There are other ways to do this, but those are the easy ways. #2 is by far the better, and simpler, so use it. It will be fairly efficient, and very easy to read and debug. For example...
C = cell(1,1e6);
for i = 1:1000000
r = randi([1 4],1,1); % a random integer generator between 1 and 4
C{i} = 1:r;
end
vector = cell2mat(C);
whos vector
Name Size Bytes Class Attributes
vector 1x2501228 20009824 double
3 个评论
John D'Errico
2018-11-25
Then better will be #1 I guess. It requires only that you keep acounter of where you are stuffing new elements into your array, then delete the unused portion of the array at the end. Extra bookkeeping that the cell array solution allows you to avoid.

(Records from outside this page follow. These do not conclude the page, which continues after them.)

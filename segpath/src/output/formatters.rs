//! Output formatter implementations.

use crate::{Error, Result};

use super::{OutputFormatter, Report};

/// Formatter for plain text output.
///
/// Prints the detail line if there is one, otherwise the result. An absent
/// result prints as an empty string.
pub struct TextFormatter;

impl OutputFormatter for TextFormatter {
    fn format(&self, report: &Report) -> Result<String> {
        Ok(report
            .detail
            .as_deref()
            .or(report.result.as_deref())
            .unwrap_or_default()
            .to_string())
    }
}

/// Formatter for JSON output.
pub struct JsonFormatter;

impl OutputFormatter for JsonFormatter {
    fn format(&self, report: &Report) -> Result<String> {
        serde_json::to_string(report).map_err(|e| Error::Validation {
            field: "json_output".to_string(),
            message: format!("failed to serialize to JSON: {e}"),
        })
    }
}

#[cfg(test)]
mod tests {
    use super::*;
    use serde_json::Value;

    fn report(result: Option<&str>) -> Report {
        Report::new(["docs/readme.md"], result.map(str::to_string))
    }

    #[test]
    fn test_text_formatter_result() {
        let output = TextFormatter.format(&report(Some("md"))).unwrap();
        assert_eq!(output, "md");
    }

    #[test]
    fn test_text_formatter_absent_result() {
        let output = TextFormatter.format(&report(None)).unwrap();
        assert_eq!(output, "");
    }

    #[test]
    fn test_text_formatter_prefers_detail() {
        let report = report(Some("same")).with_detail("a and a are the same path".to_string());
        assert_eq!(
            TextFormatter.format(&report).unwrap(),
            "a and a are the same path"
        );
    }

    #[test]
    fn test_json_formatter() {
        let output = JsonFormatter.format(&report(Some("md"))).unwrap();
        let parsed: Value = serde_json::from_str(&output).unwrap();

        assert_eq!(parsed["input"][0], "docs/readme.md");
        assert_eq!(parsed["result"], "md");
        assert!(parsed.get("detail").is_none());
    }

    #[test]
    fn test_json_formatter_absent_result_is_null() {
        let output = JsonFormatter.format(&report(None)).unwrap();
        let parsed: Value = serde_json::from_str(&output).unwrap();
        assert!(parsed["result"].is_null());
    }

    #[test]
    fn test_json_formatter_includes_detail() {
        let report = report(Some("ancestor")).with_detail("a is an ancestor of a/b".to_string());
        let output = JsonFormatter.format(&report).unwrap();
        let parsed: Value = serde_json::from_str(&output).unwrap();
        assert_eq!(parsed["detail"], "a is an ancestor of a/b");
    }

    #[test]
    fn test_json_formatter_single_line() {
        let output = JsonFormatter.format(&report(Some("md"))).unwrap();
        assert!(!output.contains('\n'));
    }
}
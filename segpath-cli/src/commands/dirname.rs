//! Command to print the directory part of a path.

use crate::error::CliError;
use crate::utils::{emit, load_configuration, GlobalOptions};
use clap::Args;
use segpath::output::Report;
use segpath::path::directory_name;

/// Print every component except the last.
///
/// Prints nothing if the path has fewer than two components.
#[derive(Args)]
pub struct DirnameCommand {
    /// Path to slice
    #[arg(value_name = "PATH")]
    pub path: String,
}

impl DirnameCommand {
    pub fn execute(self, global: &GlobalOptions) -> Result<(), CliError> {
        let config = load_configuration(global)?;
        let result = directory_name(&self.path);
        emit(&config, &Report::new([self.path], result))
    }
}
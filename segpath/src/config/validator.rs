//! Configuration validation.

use crate::config::schema::Config;
use crate::error::{Error, Result};
use crate::path::resolve;

/// Validates configuration values.
///
/// # Examples
///
/// ```
/// use segpath::config::{Config, ConfigValidator};
///
/// ConfigValidator::validate(&Config::default()).unwrap();
///
/// let bad = Config { base: Some("../outside".to_string()), ..Default::default() };
/// assert!(ConfigValidator::validate(&bad).is_err());
/// ```
pub struct ConfigValidator;

impl ConfigValidator {
    /// Validate a complete configuration.
    ///
    /// # Errors
    ///
    /// Returns a validation error if `base` cannot be resolved, contains a
    /// null byte, or `confine_to_base` is set without a `base`.
    pub fn validate(config: &Config) -> Result<()> {
        if let Some(ref base) = config.base {
            Self::validate_base(base)?;
        } else if config.confined() {
            return Err(Error::Validation {
                field: "confine_to_base".into(),
                message: "requires a base to confine to".into(),
            });
        }

        Ok(())
    }

    fn validate_base(base: &str) -> Result<()> {
        if base.contains('\0') {
            return Err(Error::Validation {
                field: "base".into(),
                message: "Cannot contain null bytes".into(),
            });
        }

        resolve([base]).map_err(|e| Error::Validation {
            field: "base".into(),
            message: e.to_string(),
        })?;

        Ok(())
    }
}

#[cfg(test)]
mod tests {
    use super::*;

    #[test]
    fn test_valid_base() {
        let config = Config {
            base: Some("a/./b/../c".into()),
            confine_to_base: Some(true),
            ..Default::default()
        };
        assert!(ConfigValidator::validate(&config).is_ok());
    }

    #[test]
    fn test_base_escaping_root() {
        let config = Config {
            base: Some("a/../..".into()),
            ..Default::default()
        };
        let err = ConfigValidator::validate(&config).unwrap_err();
        assert!(err.to_string().contains("base"));
    }

    #[test]
    fn test_base_with_null_byte() {
        let config = Config {
            base: Some("a\0b".into()),
            ..Default::default()
        };
        assert!(ConfigValidator::validate(&config).is_err());
    }

    #[test]
    fn test_confine_without_base() {
        let config = Config {
            confine_to_base: Some(true),
            ..Default::default()
        };
        assert!(ConfigValidator::validate(&config).is_err());
    }
}
//! CLI command implementations.
//!
//! This module contains the implementations of all CLI commands:
//! - `resolve`: Normalize segments into a canonical path
//! - `relative`: Compute the relative path between two paths
//! - `relation`: Describe how two paths relate
//! - `dirname`: Print every component except the last
//! - `basename`: Print the last component
//! - `extname`: Print the extension of the last component
//! - `completions`: Generate shell completion scripts

pub mod basename;
pub mod completions;
pub mod dirname;
pub mod extname;
pub mod relation;
pub mod relative;
pub mod resolve;

pub use basename::BasenameCommand;
pub use completions::CompletionsCommand;
pub use dirname::DirnameCommand;
pub use extname::ExtnameCommand;
pub use relation::RelationCommand;
pub use relative::RelativeCommand;
pub use resolve::ResolveCommand;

I would point out that #1 is the solution that Image Analyst posed.
Walter Roberson
2020-1-1
Start with an empty vector. Keep track of the number of positions used so far (which will start at 0)
At any point when you need to insert a 1:r, check to see if there are at least r positions remaining in the vector. If there are not at least r positions remaining in the vector, extend the vector by max() of r and (number of iterations remaining times average length of extension (that is, (4+1)/2)) . End if. Now insert the 1:r and increment the count of used values.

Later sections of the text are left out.